──────── Task inputs
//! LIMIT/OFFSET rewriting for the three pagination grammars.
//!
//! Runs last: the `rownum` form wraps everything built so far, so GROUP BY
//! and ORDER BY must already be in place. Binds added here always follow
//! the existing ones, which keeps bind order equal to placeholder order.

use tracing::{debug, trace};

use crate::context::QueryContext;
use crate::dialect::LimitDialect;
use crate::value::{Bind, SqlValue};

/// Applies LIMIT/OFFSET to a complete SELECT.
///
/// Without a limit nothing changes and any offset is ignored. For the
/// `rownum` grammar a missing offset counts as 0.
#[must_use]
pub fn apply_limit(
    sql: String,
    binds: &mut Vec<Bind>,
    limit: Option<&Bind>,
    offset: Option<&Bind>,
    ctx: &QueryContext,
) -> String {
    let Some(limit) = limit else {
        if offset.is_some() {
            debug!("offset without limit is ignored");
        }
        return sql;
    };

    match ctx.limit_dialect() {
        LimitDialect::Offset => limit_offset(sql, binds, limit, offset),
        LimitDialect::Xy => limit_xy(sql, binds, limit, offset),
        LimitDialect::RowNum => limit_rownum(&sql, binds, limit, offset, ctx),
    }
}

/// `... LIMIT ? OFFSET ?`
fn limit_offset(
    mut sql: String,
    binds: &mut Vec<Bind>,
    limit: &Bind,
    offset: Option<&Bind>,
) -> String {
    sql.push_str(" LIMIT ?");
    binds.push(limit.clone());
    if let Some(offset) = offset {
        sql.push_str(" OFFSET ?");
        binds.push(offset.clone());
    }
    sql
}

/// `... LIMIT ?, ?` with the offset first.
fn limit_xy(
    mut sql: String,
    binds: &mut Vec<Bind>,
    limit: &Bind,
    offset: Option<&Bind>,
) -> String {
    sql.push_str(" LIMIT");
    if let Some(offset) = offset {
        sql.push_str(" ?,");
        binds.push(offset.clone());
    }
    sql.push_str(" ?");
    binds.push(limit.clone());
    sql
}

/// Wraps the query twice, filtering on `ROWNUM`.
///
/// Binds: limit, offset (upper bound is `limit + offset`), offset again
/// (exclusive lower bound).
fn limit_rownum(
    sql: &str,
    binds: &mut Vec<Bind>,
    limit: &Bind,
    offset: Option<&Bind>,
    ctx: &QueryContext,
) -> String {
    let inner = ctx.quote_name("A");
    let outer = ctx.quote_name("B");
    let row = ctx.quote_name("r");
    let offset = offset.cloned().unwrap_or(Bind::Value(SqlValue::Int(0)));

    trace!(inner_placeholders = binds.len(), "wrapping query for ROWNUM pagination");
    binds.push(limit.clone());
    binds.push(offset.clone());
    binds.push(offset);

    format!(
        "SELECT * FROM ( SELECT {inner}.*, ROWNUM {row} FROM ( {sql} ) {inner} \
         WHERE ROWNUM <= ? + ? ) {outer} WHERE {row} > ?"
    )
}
────────────────
──────── Task inputs
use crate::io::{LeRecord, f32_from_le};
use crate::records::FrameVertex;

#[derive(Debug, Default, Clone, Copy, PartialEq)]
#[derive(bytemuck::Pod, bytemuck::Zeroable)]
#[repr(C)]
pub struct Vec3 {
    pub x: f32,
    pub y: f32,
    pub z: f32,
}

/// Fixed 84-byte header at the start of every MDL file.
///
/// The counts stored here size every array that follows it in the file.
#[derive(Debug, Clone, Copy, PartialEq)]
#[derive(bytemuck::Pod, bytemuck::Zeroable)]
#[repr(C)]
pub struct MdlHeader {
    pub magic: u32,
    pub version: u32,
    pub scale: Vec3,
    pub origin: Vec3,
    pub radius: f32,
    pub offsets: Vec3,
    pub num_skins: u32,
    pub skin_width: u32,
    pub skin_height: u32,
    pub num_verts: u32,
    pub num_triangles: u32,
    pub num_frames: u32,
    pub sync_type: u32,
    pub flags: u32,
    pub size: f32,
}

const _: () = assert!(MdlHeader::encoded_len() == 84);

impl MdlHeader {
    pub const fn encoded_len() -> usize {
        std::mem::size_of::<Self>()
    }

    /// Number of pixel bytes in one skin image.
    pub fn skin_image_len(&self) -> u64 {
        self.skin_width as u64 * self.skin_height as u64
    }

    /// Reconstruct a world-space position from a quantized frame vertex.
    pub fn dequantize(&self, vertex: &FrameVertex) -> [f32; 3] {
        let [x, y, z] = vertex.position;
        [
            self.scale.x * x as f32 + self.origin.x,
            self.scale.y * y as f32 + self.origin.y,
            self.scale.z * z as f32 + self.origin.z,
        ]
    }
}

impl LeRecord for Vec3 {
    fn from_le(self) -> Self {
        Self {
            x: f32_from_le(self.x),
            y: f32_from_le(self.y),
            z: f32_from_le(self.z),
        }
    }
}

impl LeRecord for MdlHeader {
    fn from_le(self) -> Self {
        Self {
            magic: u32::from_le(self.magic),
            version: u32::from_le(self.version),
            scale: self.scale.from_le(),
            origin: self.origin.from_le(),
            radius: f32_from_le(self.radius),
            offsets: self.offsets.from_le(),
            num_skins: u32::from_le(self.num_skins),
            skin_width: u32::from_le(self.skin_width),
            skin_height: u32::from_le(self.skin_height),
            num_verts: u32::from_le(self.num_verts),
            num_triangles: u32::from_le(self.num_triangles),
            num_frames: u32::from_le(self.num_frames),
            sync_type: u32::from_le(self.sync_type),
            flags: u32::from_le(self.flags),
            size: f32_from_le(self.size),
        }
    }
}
────────────────
──────── Task inputs
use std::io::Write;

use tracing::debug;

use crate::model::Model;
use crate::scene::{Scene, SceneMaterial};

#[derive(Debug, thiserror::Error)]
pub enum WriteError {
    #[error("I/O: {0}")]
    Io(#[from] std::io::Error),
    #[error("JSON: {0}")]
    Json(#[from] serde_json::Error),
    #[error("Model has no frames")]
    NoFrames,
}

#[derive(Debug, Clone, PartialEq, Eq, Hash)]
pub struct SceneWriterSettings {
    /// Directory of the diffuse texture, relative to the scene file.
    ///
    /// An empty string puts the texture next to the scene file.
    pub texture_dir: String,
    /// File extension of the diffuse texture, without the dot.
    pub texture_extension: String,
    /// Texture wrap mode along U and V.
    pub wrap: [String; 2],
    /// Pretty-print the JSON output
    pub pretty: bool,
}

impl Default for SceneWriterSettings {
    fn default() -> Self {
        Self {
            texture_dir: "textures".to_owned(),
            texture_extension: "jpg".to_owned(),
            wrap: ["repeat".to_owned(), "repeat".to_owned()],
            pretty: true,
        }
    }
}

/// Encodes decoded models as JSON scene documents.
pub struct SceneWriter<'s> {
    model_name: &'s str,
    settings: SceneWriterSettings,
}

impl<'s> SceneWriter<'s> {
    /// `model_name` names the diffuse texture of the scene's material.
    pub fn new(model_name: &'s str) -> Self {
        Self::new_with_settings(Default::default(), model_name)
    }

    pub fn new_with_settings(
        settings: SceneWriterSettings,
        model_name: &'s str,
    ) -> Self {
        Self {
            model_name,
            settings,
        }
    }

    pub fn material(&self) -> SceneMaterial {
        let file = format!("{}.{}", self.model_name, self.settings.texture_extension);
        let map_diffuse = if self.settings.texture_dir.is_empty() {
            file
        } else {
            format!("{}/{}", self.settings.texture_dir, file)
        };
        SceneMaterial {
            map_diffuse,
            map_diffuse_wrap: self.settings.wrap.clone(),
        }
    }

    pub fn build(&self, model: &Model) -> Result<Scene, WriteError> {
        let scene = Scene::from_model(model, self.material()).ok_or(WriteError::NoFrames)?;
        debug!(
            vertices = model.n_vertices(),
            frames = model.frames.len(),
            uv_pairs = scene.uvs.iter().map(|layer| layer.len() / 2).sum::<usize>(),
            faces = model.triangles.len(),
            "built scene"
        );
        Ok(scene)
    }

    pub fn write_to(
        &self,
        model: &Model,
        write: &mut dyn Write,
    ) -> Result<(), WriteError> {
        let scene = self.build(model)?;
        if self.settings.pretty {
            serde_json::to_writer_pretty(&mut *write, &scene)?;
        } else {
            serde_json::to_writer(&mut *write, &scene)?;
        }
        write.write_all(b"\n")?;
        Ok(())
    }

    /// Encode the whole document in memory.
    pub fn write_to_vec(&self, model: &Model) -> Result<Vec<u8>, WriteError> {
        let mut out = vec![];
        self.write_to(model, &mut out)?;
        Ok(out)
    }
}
────────────────
=== Directions ===
List all lines from the entries that include the word "offsets".

=== Solution for this task ===
    pub offsets: Vec3,
            offsets: self.offsets.from_le(),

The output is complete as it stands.